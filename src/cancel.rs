use crossbeam_channel::{bounded, Receiver, Sender};
use std::sync::atomic::{AtomicBool, Ordering};
use std::sync::{Arc, Mutex};

/// Señal de cancelación compartida entre el hilo de Ctrl-C y el bucle de control.
///
/// Se observa de dos formas: consultando `is_cancelled()` (dentro de la ventana
/// de captura) o esperando en `notified()` con `select!` (entre ciclos). Al
/// cancelar se suelta el emisor, con lo que el receptor queda desconectado y
/// cualquier `recv` pendiente se despierta.
#[derive(Clone)]
pub struct CancelToken {
    inner: Arc<Inner>,
}

struct Inner {
    cancelled: AtomicBool,
    notify_tx: Mutex<Option<Sender<()>>>,
    notify_rx: Receiver<()>,
}

impl CancelToken {
    pub fn new() -> Self {
        let (tx, rx) = bounded(0);
        Self {
            inner: Arc::new(Inner {
                cancelled: AtomicBool::new(false),
                notify_tx: Mutex::new(Some(tx)),
                notify_rx: rx,
            }),
        }
    }

    /// Idempotente: solo la primera llamada tiene efecto
    pub fn cancel(&self) {
        if !self.inner.cancelled.swap(true, Ordering::SeqCst) {
            let mut tx = self
                .inner
                .notify_tx
                .lock()
                .unwrap_or_else(|e| e.into_inner());
            tx.take();
        }
    }

    pub fn is_cancelled(&self) -> bool {
        self.inner.cancelled.load(Ordering::SeqCst)
    }

    /// Receptor que queda listo (desconectado) en cuanto se cancela
    pub fn notified(&self) -> &Receiver<()> {
        &self.inner.notify_rx
    }

    /// Conecta Ctrl-C con este token
    pub fn install_ctrlc_handler(&self) -> Result<(), ctrlc::Error> {
        let token = self.clone();
        ctrlc::set_handler(move || {
            log::warn!("🛑 Interrupción recibida, se aterrizará el dron");
            token.cancel();
        })
    }
}

impl Default for CancelToken {
    fn default() -> Self {
        Self::new()
    }
}
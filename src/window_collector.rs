use crate::cancel::CancelToken;
use crate::source::{SampleSource, SourceError};
use crate::types::{Window, DEFAULT_WINDOW_SECS};
use std::time::{Duration, Instant};
use thiserror::Error;

/// Tiempo máximo de bloqueo de un poll individual, para poder ver la cancelación
const DEFAULT_POLL_QUANTUM: Duration = Duration::from_millis(50);

#[derive(Error, Debug)]
pub enum CollectError {
    #[error("No samples accepted during {0:?}")]
    EmptyWindow(Duration),

    #[error("Collection cancelled")]
    Cancelled,

    #[error("Sample source failed: {0}")]
    Source(#[from] SourceError),
}

impl CollectError {
    /// Solo una ventana vacía permite reintentar el ciclo
    pub fn is_recoverable(&self) -> bool {
        matches!(self, CollectError::EmptyWindow(_))
    }
}

/// Captura una ventana de duración fija desde una fuente de muestras
#[derive(Debug, Clone)]
pub struct WindowCollector {
    duration: Duration,
    poll_quantum: Duration,
}

impl WindowCollector {
    pub fn new(duration: Duration) -> Self {
        Self {
            duration,
            poll_quantum: DEFAULT_POLL_QUANTUM,
        }
    }

    pub fn with_poll_quantum(mut self, quantum: Duration) -> Self {
        self.poll_quantum = quantum.max(Duration::from_millis(1));
        self
    }

    pub fn duration(&self) -> Duration {
        self.duration
    }

    /// Lee muestras hasta agotar la duración de la ventana.
    ///
    /// Los registros malformados y los fallos transitorios se descartan; un
    /// error fatal de la fuente o una cancelación abortan la ventana. Si no se
    /// aceptó ninguna muestra el resultado es `EmptyWindow`.
    pub fn collect<S>(&self, source: &mut S, cancel: &CancelToken) -> Result<Window, CollectError>
    where
        S: SampleSource + ?Sized,
    {
        let start = Instant::now();
        let mut samples = Vec::new();
        let mut dropped = 0usize;

        loop {
            if cancel.is_cancelled() {
                return Err(CollectError::Cancelled);
            }

            let elapsed = start.elapsed();
            if elapsed >= self.duration {
                break;
            }

            let timeout = (self.duration - elapsed).min(self.poll_quantum);
            match source.poll(timeout) {
                Ok(Some(sample)) => samples.push(sample),
                Ok(None) => {}
                Err(e) if e.is_recoverable() => {
                    dropped += 1;
                    log::warn!("⚠️  Registro descartado: {}", e);
                }
                Err(e) => {
                    log::error!("❌ Fuente de muestras perdida tras {:?}: {}", start.elapsed(), e);
                    return Err(e.into());
                }
            }
        }

        log::info!(
            "📥 Ventana capturada: {} muestras ({} descartadas) en {:.2}s",
            samples.len(),
            dropped,
            start.elapsed().as_secs_f32()
        );

        Window::new(samples).ok_or(CollectError::EmptyWindow(self.duration))
    }
}

impl Default for WindowCollector {
    fn default() -> Self {
        Self::new(Duration::from_secs_f32(DEFAULT_WINDOW_SECS))
    }
}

········

GOAL OF THE EXERCISE: Copy the records exactly, keeping every word in place.

SOLUTION TO THIS TASK:
filename src/cancel.rs
use crossbeam_channel::{bounded, Receiver, Sender};
use std::sync::atomic::{AtomicBool, Ordering};
use std::sync::{Arc, Mutex};

/// Señal de cancelación compartida entre el hilo de Ctrl-C y el bucle de control.
///
/// Se observa de dos formas: consultando `is_cancelled()` (dentro de la ventana
/// de captura) o esperando en `notified()` con `select!` (entre ciclos). Al
/// cancelar se suelta el emisor, con lo que el receptor queda desconectado y
/// cualquier `recv` pendiente se despierta.
#[derive(Clone)]
pub struct CancelToken {
    inner: Arc<Inner>,
}

struct Inner {
    cancelled: AtomicBool,
    notify_tx: Mutex<Option<Sender<()>>>,
    notify_rx: Receiver<()>,
}

impl CancelToken {
    pub fn new() -> Self {
        let (tx, rx) = bounded(0);
        Self {
            inner: Arc::new(Inner {
                cancelled: AtomicBool::new(false),
                notify_tx: Mutex::new(Some(tx)),
                notify_rx: rx,
            }),
        }
    }

    /// Idempotente: solo la primera llamada tiene efecto
    pub fn cancel(&self) {
        if !self.inner.cancelled.swap(true, Ordering::SeqCst) {
            let mut tx = self
                .inner
                .notify_tx
                .lock()
                .unwrap_or_else(|e| e.into_inner());
            tx.take();
        }
    }

    pub fn is_cancelled(&self) -> bool {
        self.inner.cancelled.load(Ordering::SeqCst)
    }

    /// Receptor que queda listo (desconectado) en cuanto se cancela
    pub fn notified(&self) -> &Receiver<()> {
        &self.inner.notify_rx
    }

    /// Conecta Ctrl-C con este token
    pub fn install_ctrlc_handler(&self) -> Result<(), ctrlc::Error> {
        let token = self.clone();
        ctrlc::set_handler(move || {
            log::warn!("🛑 Interrupción recibida, se aterrizará el dron");
            token.cancel();
        })
    }
}

impl Default for CancelToken {
    fn default() -> Self {
        Self::new()
    }
}
filename src/window_collector.rs
use crate::cancel::CancelToken;
use crate::source::{SampleSource, SourceError};
use crate::types::{Window, DEFAULT_WINDOW_SECS};
use std::time::{Duration, Instant};
use thiserror::Error;

/// Tiempo máximo de bloqueo de un poll individual, para poder ver la cancelación
const DEFAULT_POLL_QUANTUM: Duration = Duration::from_millis(50);

#[derive(Error, Debug)]
pub enum CollectError {
    #[error("No samples accepted during {0:?}")]
    EmptyWindow(Duration),

    #[error("Collection cancelled")]
    Cancelled,

    #[error("Sample source failed: {0}")]
    Source(#[from] SourceError),
}

impl CollectError {
    /// Solo una ventana vacía permite reintentar el ciclo
    pub fn is_recoverable(&self) -> bool {
        matches!(self, CollectError::EmptyWindow(_))
    }
}

/// Captura una ventana de duración fija desde una fuente de muestras
#[derive(Debug, Clone)]
pub struct WindowCollector {
    duration: Duration,
    poll_quantum: Duration,
}

impl WindowCollector {
    pub fn new(duration: Duration) -> Self {
        Self {
            duration,
            poll_quantum: DEFAULT_POLL_QUANTUM,
        }
    }

    pub fn with_poll_quantum(mut self, quantum: Duration) -> Self {
        self.poll_quantum = quantum.max(Duration::from_millis(1));
        self
    }

    pub fn duration(&self) -> Duration {
        self.duration
    }

    /// Lee muestras hasta agotar la duración de la ventana.
    ///
    /// Los registros malformados y los fallos transitorios se descartan; un
    /// error fatal de la fuente o una cancelación abortan la ventana. Si no se
    /// aceptó ninguna muestra el resultado es `EmptyWindow`.
    pub fn collect<S>(&self, source: &mut S, cancel: &CancelToken) -> Result<Window, CollectError>
    where
        S: SampleSource + ?Sized,
    {
        let start = Instant::now();
        let mut samples = Vec::new();
        let mut dropped = 0usize;

        loop {
            if cancel.is_cancelled() {
                return Err(CollectError::Cancelled);
            }

            let elapsed = start.elapsed();
            if elapsed >= self.duration {
                break;
            }

            let timeout = (self.duration - elapsed).min(self.poll_quantum);
            match source.poll(timeout) {
                Ok(Some(sample)) => samples.push(sample),
                Ok(None) => {}
                Err(e) if e.is_recoverable() => {
                    dropped += 1;
                    log::warn!("⚠️  Registro descartado: {}", e);
                }
                Err(e) => {
                    log::error!("❌ Fuente de muestras perdida tras {:?}: {}", start.elapsed(), e);
                    return Err(e.into());
                }
            }
        }

        log::info!(
            "📥 Ventana capturada: {} muestras ({} descartadas) en {:.2}s",
            samples.len(),
            dropped,
            start.elapsed().as_secs_f32()
        );

        Window::new(samples).ok_or(CollectError::EmptyWindow(self.duration))
    }
}

impl Default for WindowCollector {
    fn default() -> Self {
        Self::new(Duration::from_secs_f32(DEFAULT_WINDOW_SECS))
    }
}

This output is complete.